Cae la primera gota de agua lluvia en el cuaderno.
Día 4
Paseamos por la plaza, golpean la valla roja. Aunque mamá no lo nota, me siento incómoda, pequeña. Veo a la gente buscar refugio entre las barreras. Intento no mirar, atender a mamá, escuchar lo que dice, pero la atención se me desborda por los márgenes. Hago una panorámica. Agarro con fuerza la mano de Juan, simulo el latido de un corazón. Fuera del pecho, de mí misma. Descubro que me cuesta escribir por las noches. Un sueño ligero: hay una cala, una colina, un árbol que recoge mi cuerpo.
Día 5
Iba a llamar a mamá, pero no quiero que me escuche llorar al otro lado de la línea. Mamá y yo hablamos cada día ahora que vivo fuera aunque sea algo transitorio, fugaz, un pequeño anhelo cuando pase el tiempo, cuando vuelva a despertar en la casa, al tener una propia.
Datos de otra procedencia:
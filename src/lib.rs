//! clipkun library
//!
//! Trim-session state, validation and engine argument construction for a
//! video trimmer that delegates the actual cut to an external engine.

pub mod adapters;
pub mod app;
pub mod cli;
pub mod config;
pub mod domain;
pub mod ports;

// Re-export commonly used types
pub use app::{TrimInteractor, TrimRequest, TrimSession};
pub use config::AppConfig;
pub use domain::errors::DomainError;
pub use domain::model::{MediaBlob, MediaUrl, Progress, SelectedFile, TimeSpec, TrimOutcome, TrimRange};
pub use domain::rules::{EngineArgs, ProgressDisplay, TrimRangeValidator};
//! FFmpeg execution adapter
//!
//! Runs an ffmpeg binary as the media engine. Each engine instance owns a
//! private temporary directory that plays the role of the engine's virtual
//! filesystem: inputs are written into it by bare name, the binary runs
//! with that directory as its working directory, and outputs are read back
//! by name.

use std::collections::VecDeque;
use std::path::{Path, PathBuf};
use std::process::Stdio;
use std::sync::atomic::{AtomicBool, Ordering};
use std::sync::{Arc, Mutex};

use async_trait::async_trait;
use tempfile::TempDir;
use tokio::io::{AsyncRead, AsyncReadExt};
use tokio::process::Command;
use tracing::{debug, info, trace, warn};

use crate::domain::errors::*;
use crate::domain::model::*;
use crate::domain::rules::EngineArgs;
use crate::ports::*;

/// Flags placed before the caller's arguments on every run
const BASE_ARGS: &[&str] = &["-hide_banner", "-nostdin", "-y"];

/// stderr lines kept for error reports
const STDERR_TAIL_LINES: usize = 20;

/// FFmpeg-based engine adapter
pub struct FfmpegEngine {
    binary: PathBuf,
    workdir: TempDir,
    loaded: AtomicBool,
    progress: Mutex<Option<Arc<dyn ProgressCallback>>>,
}

impl FfmpegEngine {
    /// Create an engine for `binary` with a fresh working directory
    pub fn new(binary: impl Into<PathBuf>) -> Result<Self, DomainError> {
        let workdir = tempfile::Builder::new()
            .prefix("clipkun-")
            .tempdir()
            .map_err(|e| DomainError::FsFail(format!("Failed to create engine directory: {}", e)))?;

        Ok(Self {
            binary: absolute_binary(binary.into())?,
            workdir,
            loaded: AtomicBool::new(false),
            progress: Mutex::new(None),
        })
    }

    pub fn binary(&self) -> &Path {
        &self.binary
    }

    pub fn workdir(&self) -> &Path {
        self.workdir.path()
    }

    /// Map a bare engine file name into the working directory
    fn resolve(&self, name: &str) -> Result<PathBuf, DomainError> {
        if name.is_empty() || name == "." || name == ".." || name.contains(['/', '\\']) {
            return Err(DomainError::BadArgs(format!(
                "Engine file names must be bare names, got '{}'",
                name
            )));
        }
        Ok(self.workdir.path().join(name))
    }

    /// Feed stderr lines to `parser`, keeping the last lines in `tail`
    async fn drain_stderr<R>(
        &self,
        mut stderr: R,
        parser: &mut ProgressParser,
        tail: &mut VecDeque<String>,
    ) -> Result<(), DomainError>
    where
        R: AsyncRead + Unpin,
    {
        let mut buf = [0u8; 4096];
        let mut pending: Vec<u8> = Vec::new();
        loop {
            let n = stderr
                .read(&mut buf)
                .await
                .map_err(|e| DomainError::EngineFailed(format!("Failed to read engine output: {}", e)))?;
            if n == 0 {
                return Ok(());
            }
            pending.extend_from_slice(&buf[..n]);

            // ffmpeg ends stats lines with \r, everything else with \n
            while let Some(pos) = pending.iter().position(|b| *b == b'\r' || *b == b'\n') {
                let line: Vec<u8> = pending.drain(..=pos).collect();
                let line = String::from_utf8_lossy(&line[..line.len() - 1]).trim().to_string();
                if line.is_empty() {
                    continue;
                }
                trace!("[engine] {}", line);
                if let Some(progress) = parser.feed(&line) {
                    self.report(progress);
                }
                if tail.len() == STDERR_TAIL_LINES {
                    tail.pop_front();
                }
                tail.push_back(line);
            }
        }
    }

    fn report(&self, progress: Progress) {
        let callback = self.progress.lock().ok().and_then(|guard| guard.clone());
        if let Some(callback) = callback {
            callback.on_progress(progress);
        }
    }
}

#[async_trait]
impl EnginePort for FfmpegEngine {
    async fn load(&self) -> Result<(), DomainError> {
        if self.loaded.load(Ordering::Acquire) {
            return Ok(());
        }

        debug!("Probing engine binary: {}", self.binary.display());
        let status = Command::new(&self.binary)
            .arg("-version")
            .stdin(Stdio::null())
            .stdout(Stdio::null())
            .stderr(Stdio::null())
            .status()
            .await
            .map_err(|e| {
                DomainError::EngineUnavailable(format!("{}: {}", self.binary.display(), e))
            })?;

        if !status.success() {
            return Err(DomainError::EngineUnavailable(format!(
                "{} -version exited with {}",
                self.binary.display(),
                status
            )));
        }

        self.loaded.store(true, Ordering::Release);
        info!("Engine loaded: {}", self.binary.display());
        Ok(())
    }

    fn set_progress(&self, callback: Arc<dyn ProgressCallback>) {
        if let Ok(mut slot) = self.progress.lock() {
            *slot = Some(callback);
        }
    }

    async fn write_file(&self, name: &str, data: &[u8]) -> Result<(), DomainError> {
        let path = self.resolve(name)?;
        tokio::fs::write(&path, data)
            .await
            .map_err(|e| DomainError::FsFail(format!("Failed to write engine file {}: {}", name, e)))?;
        trace!("Engine file written: {} ({} bytes)", name, data.len());
        Ok(())
    }

    async fn read_file(&self, name: &str) -> Result<Vec<u8>, DomainError> {
        let path = self.resolve(name)?;
        tokio::fs::read(&path)
            .await
            .map_err(|e| DomainError::FsFail(format!("Failed to read engine file {}: {}", name, e)))
    }

    async fn remove_file(&self, name: &str) -> Result<(), DomainError> {
        let path = self.resolve(name)?;
        match tokio::fs::remove_file(&path).await {
            Ok(()) => Ok(()),
            Err(e) if e.kind() == std::io::ErrorKind::NotFound => Ok(()),
            Err(e) => Err(DomainError::FsFail(format!(
                "Failed to remove engine file {}: {}",
                name, e
            ))),
        }
    }

    async fn run(&self, args: &[String]) -> Result<(), DomainError> {
        if !self.loaded.load(Ordering::Acquire) {
            return Err(DomainError::EngineUnavailable("engine not loaded".to_string()));
        }

        info!("Running engine: {} {}", self.binary.display(), args.join(" "));
        let mut child = Command::new(&self.binary)
            .args(BASE_ARGS)
            .args(args)
            .current_dir(self.workdir.path())
            .stdin(Stdio::null())
            .stdout(Stdio::null())
            .stderr(Stdio::piped())
            .kill_on_drop(true)
            .spawn()
            .map_err(|e| {
                DomainError::EngineUnavailable(format!("{}: {}", self.binary.display(), e))
            })?;

        let mut parser = ProgressParser::new(EngineArgs::clip_length(args));
        let mut tail: VecDeque<String> = VecDeque::with_capacity(STDERR_TAIL_LINES);

        if let Some(stderr) = child.stderr.take() {
            if let Err(e) = self.drain_stderr(stderr, &mut parser, &mut tail).await {
                if let Err(kill_err) = child.kill().await {
                    warn!("Failed to stop engine: {}", kill_err);
                }
                return Err(e);
            }
        }

        let status = child
            .wait()
            .await
            .map_err(|e| DomainError::EngineFailed(format!("Failed to wait for engine: {}", e)))?;

        if !status.success() {
            let tail: Vec<String> = tail.into_iter().collect();
            warn!("Engine exited with {}", status);
            return Err(DomainError::EngineFailed(format!(
                "exit status {}: {}",
                status.code().map_or_else(|| "signal".to_string(), |c| c.to_string()),
                tail.join("\n")
            )));
        }

        self.report(Progress::new(1.0));
        Ok(())
    }
}

/// Runs happen inside the working directory, so a relative path with a
/// directory part is pinned to the current directory up front. Bare names
/// are left for the PATH lookup.
fn absolute_binary(binary: PathBuf) -> Result<PathBuf, DomainError> {
    let has_dir = binary
        .parent()
        .is_some_and(|parent| !parent.as_os_str().is_empty());
    if binary.is_absolute() || !has_dir {
        return Ok(binary);
    }
    let cwd = std::env::current_dir().map_err(|e| {
        DomainError::EngineUnavailable(format!("{}: {}", binary.display(), e))
    })?;
    Ok(cwd.join(binary))
}

/// Turns ffmpeg stderr lines into progress ratios
#[derive(Debug, Clone)]
pub(crate) struct ProgressParser {
    total: Option<f64>,
}

impl ProgressParser {
    /// `clip_length` wins over the input's `Duration:` line
    pub(crate) fn new(clip_length: Option<f64>) -> Self {
        Self {
            total: clip_length.filter(|t| *t > 0.0),
        }
    }

    pub(crate) fn feed(&mut self, line: &str) -> Option<Progress> {
        if self.total.is_none() {
            if let Some(duration) = field_after(line, "Duration: ").and_then(parse_clock) {
                if duration > 0.0 {
                    self.total = Some(duration);
                }
                return None;
            }
        }

        let time = field_after(line, "time=").and_then(parse_clock)?;
        let total = self.total?;
        Some(Progress::new(time / total))
    }
}

/// Token following `key`, up to whitespace or a comma
fn field_after<'a>(line: &'a str, key: &str) -> Option<&'a str> {
    let start = line.find(key)? + key.len();
    let rest = &line[start..];
    let end = rest
        .find(|c: char| c.is_whitespace() || c == ',')
        .unwrap_or(rest.len());
    Some(&rest[..end])
}

fn parse_clock(value: &str) -> Option<f64> {
    if value.starts_with('-') {
        return Some(0.0);
    }
    TimeSpec::parse(value).ok().map(|t| t.as_seconds())
}

#[cfg(test)]
mod tests {
    use super::*;

    const STATS_LINE: &str =
        "frame=  120 fps=0.0 q=-1.0 size=     512kB time=00:00:05.00 bitrate= 838.9kbits/s speed=  10x";

    #[test]
    fn test_progress_uses_clip_length() {
        let mut parser = ProgressParser::new(Some(10.0));
        let progress = parser.feed(STATS_LINE).unwrap();
        assert_eq!(progress.ratio(), 0.5);
    }

    #[test]
    fn test_progress_falls_back_to_input_duration() {
        let mut parser = ProgressParser::new(None);
        assert!(parser.feed(STATS_LINE).is_none());
        assert!(parser
            .feed("  Duration: 00:00:20.00, start: 0.000000, bitrate: 1000 kb/s")
            .is_none());
        assert_eq!(parser.feed(STATS_LINE).unwrap().ratio(), 0.25);
    }

    #[test]
    fn test_progress_ignores_unavailable_time() {
        let mut parser = ProgressParser::new(Some(4.0));
        assert!(parser.feed("size=N/A time=N/A bitrate=N/A").is_none());
        assert!(parser.feed("Stream mapping:").is_none());
    }

    #[test]
    fn test_progress_clamps_overshoot() {
        let mut parser = ProgressParser::new(Some(2.0));
        assert_eq!(parser.feed(STATS_LINE).unwrap().ratio(), 1.0);
    }

    #[test]
    fn test_resolve_rejects_paths() {
        let engine = FfmpegEngine::new("ffmpeg").unwrap();
        assert!(engine.resolve("clip.mp4").is_ok());
        assert!(engine.resolve("../clip.mp4").is_err());
        assert!(engine.resolve("..").is_err());
        assert!(engine.resolve("").is_err());
    }

    #[tokio::test]
    async fn test_working_filesystem_round_trip() {
        let engine = FfmpegEngine::new("ffmpeg").unwrap();
        engine.write_file("in.mp4", b"data").await.unwrap();
        assert_eq!(engine.read_file("in.mp4").await.unwrap(), b"data");
        engine.remove_file("in.mp4").await.unwrap();
        assert!(engine.read_file("in.mp4").await.is_err());
        engine.remove_file("in.mp4").await.unwrap();
    }

    #[tokio::test]
    async fn test_run_requires_load() {
        let engine = FfmpegEngine::new("ffmpeg").unwrap();
        let err = engine.run(&["-version".to_string()]).await.unwrap_err();
        assert!(matches!(err, DomainError::EngineUnavailable(_)));
    }

    #[tokio::test]
    async fn test_load_reports_missing_binary() {
        let engine = FfmpegEngine::new("/nonexistent/clipkun-test-ffmpeg").unwrap();
        let err = engine.load().await.unwrap_err();
        assert!(matches!(err, DomainError::EngineUnavailable(_)));
    }

    #[test]
    fn test_relative_binary_is_pinned_to_current_dir() {
        let cwd = std::env::current_dir().unwrap();
        let engine = FfmpegEngine::new("bin/ffmpeg").unwrap();
        assert_eq!(engine.binary(), cwd.join("bin/ffmpeg"));

        let engine = FfmpegEngine::new("ffmpeg").unwrap();
        assert_eq!(engine.binary(), Path::new("ffmpeg"));

        let engine = FfmpegEngine::new("/usr/bin/ffmpeg").unwrap();
        assert_eq!(engine.binary(), Path::new("/usr/bin/ffmpeg"));
    }

    #[cfg(unix)]
    #[tokio::test]
    async fn test_relative_binary_runs_from_working_dir() {
        use std::os::unix::fs::PermissionsExt;

        // Created under the current directory so the path stays relative
        let dir = TempDir::new_in(".").unwrap();
        let script = dir.path().join("fake-ffmpeg");
        assert!(script.is_relative());
        std::fs::write(&script, "#!/bin/sh\nexit 0\n").unwrap();
        std::fs::set_permissions(&script, std::fs::Permissions::from_mode(0o755)).unwrap();

        let engine = FfmpegEngine::new(&script).unwrap();
        engine.load().await.unwrap();
        engine.run(&["-version".to_string()]).await.unwrap();
    }

    struct BrokenPipe;

    impl AsyncRead for BrokenPipe {
        fn poll_read(
            self: std::pin::Pin<&mut Self>,
            _cx: &mut std::task::Context<'_>,
            _buf: &mut tokio::io::ReadBuf<'_>,
        ) -> std::task::Poll<std::io::Result<()>> {
            std::task::Poll::Ready(Err(std::io::Error::new(
                std::io::ErrorKind::BrokenPipe,
                "pipe closed",
            )))
        }
    }

    #[tokio::test]
    async fn test_stderr_read_failure_is_engine_failure() {
        let engine = FfmpegEngine::new("ffmpeg").unwrap();
        let mut parser = ProgressParser::new(Some(1.0));
        let mut tail = VecDeque::new();
        let err = engine
            .drain_stderr(BrokenPipe, &mut parser, &mut tail)
            .await
            .unwrap_err();
        assert!(matches!(err, DomainError::EngineFailed(_)));
    }

    #[tokio::test]
    async fn test_stderr_lines_split_on_carriage_returns() {
        let engine = FfmpegEngine::new("ffmpeg").unwrap();
        let seen = Arc::new(Mutex::new(Vec::new()));
        let seen_in_callback = Arc::clone(&seen);
        engine.set_progress(Arc::new(move |p: Progress| {
            seen_in_callback.lock().unwrap().push(p.ratio());
        }));

        let output: &[u8] = b"Stream mapping:\ntime=00:00:01.00 \rtime=00:00:02.00 \rdone\n";
        let mut parser = ProgressParser::new(Some(4.0));
        let mut tail = VecDeque::new();
        engine.drain_stderr(output, &mut parser, &mut tail).await.unwrap();

        assert_eq!(*seen.lock().unwrap(), vec![0.25, 0.5]);
        assert_eq!(tail.back().map(String::as_str), Some("done"));
        assert_eq!(tail.len(), 4);
    }
}
//! Command-line argument definitions

use std::path::PathBuf;

use clap::Args;

/// Arguments for the trim command
#[derive(Args, Debug)]
pub struct TrimArgs {
    /// Input video file path
    #[arg(short, long)]
    pub input: PathBuf,

    /// In-point (seconds, MM:SS.ms or HH:MM:SS.ms)
    #[arg(short, long)]
    pub from: String,

    /// Out-point (seconds, MM:SS.ms or HH:MM:SS.ms)
    #[arg(short, long)]
    pub to: String,

    /// Output file path (default: derived from the input name and range)
    #[arg(short, long)]
    pub output: Option<PathBuf>,

    /// Print the engine command instead of running it
    #[arg(long)]
    pub dry_run: bool,

    /// Output in JSON format
    #[arg(long)]
    pub json: bool,
}

/// Arguments for the session command
#[derive(Args, Debug)]
pub struct SessionArgs {
    /// Video to open on start
    #[arg(short, long)]
    pub input: Option<PathBuf>,
}
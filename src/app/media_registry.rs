//! Handle registry for source and result media.
//!
//! A handle stands in for the media it points at until it is revoked.
//! Ids are never reused, so a revoked handle stays dead even after new
//! media is registered.

use std::collections::BTreeMap;
use std::path::{Path, PathBuf};

use tracing::debug;

use crate::domain::errors::DomainError;
use crate::domain::model::{MediaKind, MediaUrl};

/// What a live handle resolves to
#[derive(Debug, Clone, PartialEq)]
pub struct MediaEntry {
    pub kind: MediaKind,
    pub path: PathBuf,
    pub mime_type: String,
}

#[derive(Debug, Default)]
pub struct MediaRegistry {
    next_id: u64,
    entries: BTreeMap<MediaUrl, MediaEntry>,
}

impl MediaRegistry {
    pub fn new() -> Self {
        Self::default()
    }

    pub fn create(&mut self, kind: MediaKind, path: &Path, mime_type: &str) -> MediaUrl {
        self.next_id += 1;
        let url = MediaUrl::from_id(self.next_id);
        debug!("Registered {:?} media {} -> {}", kind, url, path.display());
        self.entries.insert(
            url.clone(),
            MediaEntry {
                kind,
                path: path.to_path_buf(),
                mime_type: mime_type.to_string(),
            },
        );
        url
    }

    pub fn resolve(&self, url: &MediaUrl) -> Option<&MediaEntry> {
        self.entries.get(url)
    }

    pub fn revoke(&mut self, url: &MediaUrl) -> Result<MediaEntry, DomainError> {
        let entry = self
            .entries
            .remove(url)
            .ok_or_else(|| DomainError::UnknownHandle(url.to_string()))?;
        debug!("Revoked media {}", url);
        Ok(entry)
    }

    /// Number of live handles
    pub fn len(&self) -> usize {
        self.entries.len()
    }

    pub fn is_empty(&self) -> bool {
        self.entries.is_empty()
    }
}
Mirar el mar, hacerlo fijamente, memorizar el movimiento del agua. Quedarme tendida observando cómo se ilumina la tapia. Olfatear las sábanas. Ir a la cala cuando esté sola. Nadar como me enseñó mi madre, simular el movimiento de un anfibio. Tragar agua, sentir el efecto de la sal en la garganta, toser como una mujer vieja. Pensar en Pura, en la vida que tuvo, en sus dos hijas.
Día 6
Las toallas están húmedas. Es extraño porque ayer no las saqué de la nueva casa. Sí la rosa de flores cándidas que utilizaba mi mamá para cubrirse del sol al salir del agua, para quitarle el cuerpo a la arena. Juan no lo sabe, pero desde aquí, ahora, veo a la mujer que vive en la villa blanca. Yo también me despertaría temprano como hace ella, se escucha con fuerza el oleaje, no es necesario afinar el oído, los instintos, el corazón. Juan me ha sacado de un mal sueño. Lo primero que he visto ha sido su pecho, su cuerpo, sus manos recogiéndome del llanto, agarrando las mías con fuerza. Después ha retirado las cortinas dejando desnudo el ventanal. No quiero olvidar la imagen de la villa, del cielo pálido, la delgada línea sobre la piedra clara que dibuja el mar. Hay una vida inmensa fuera de los muros, la cabeza, la casa infantil y familiar. Lejos del ecuador.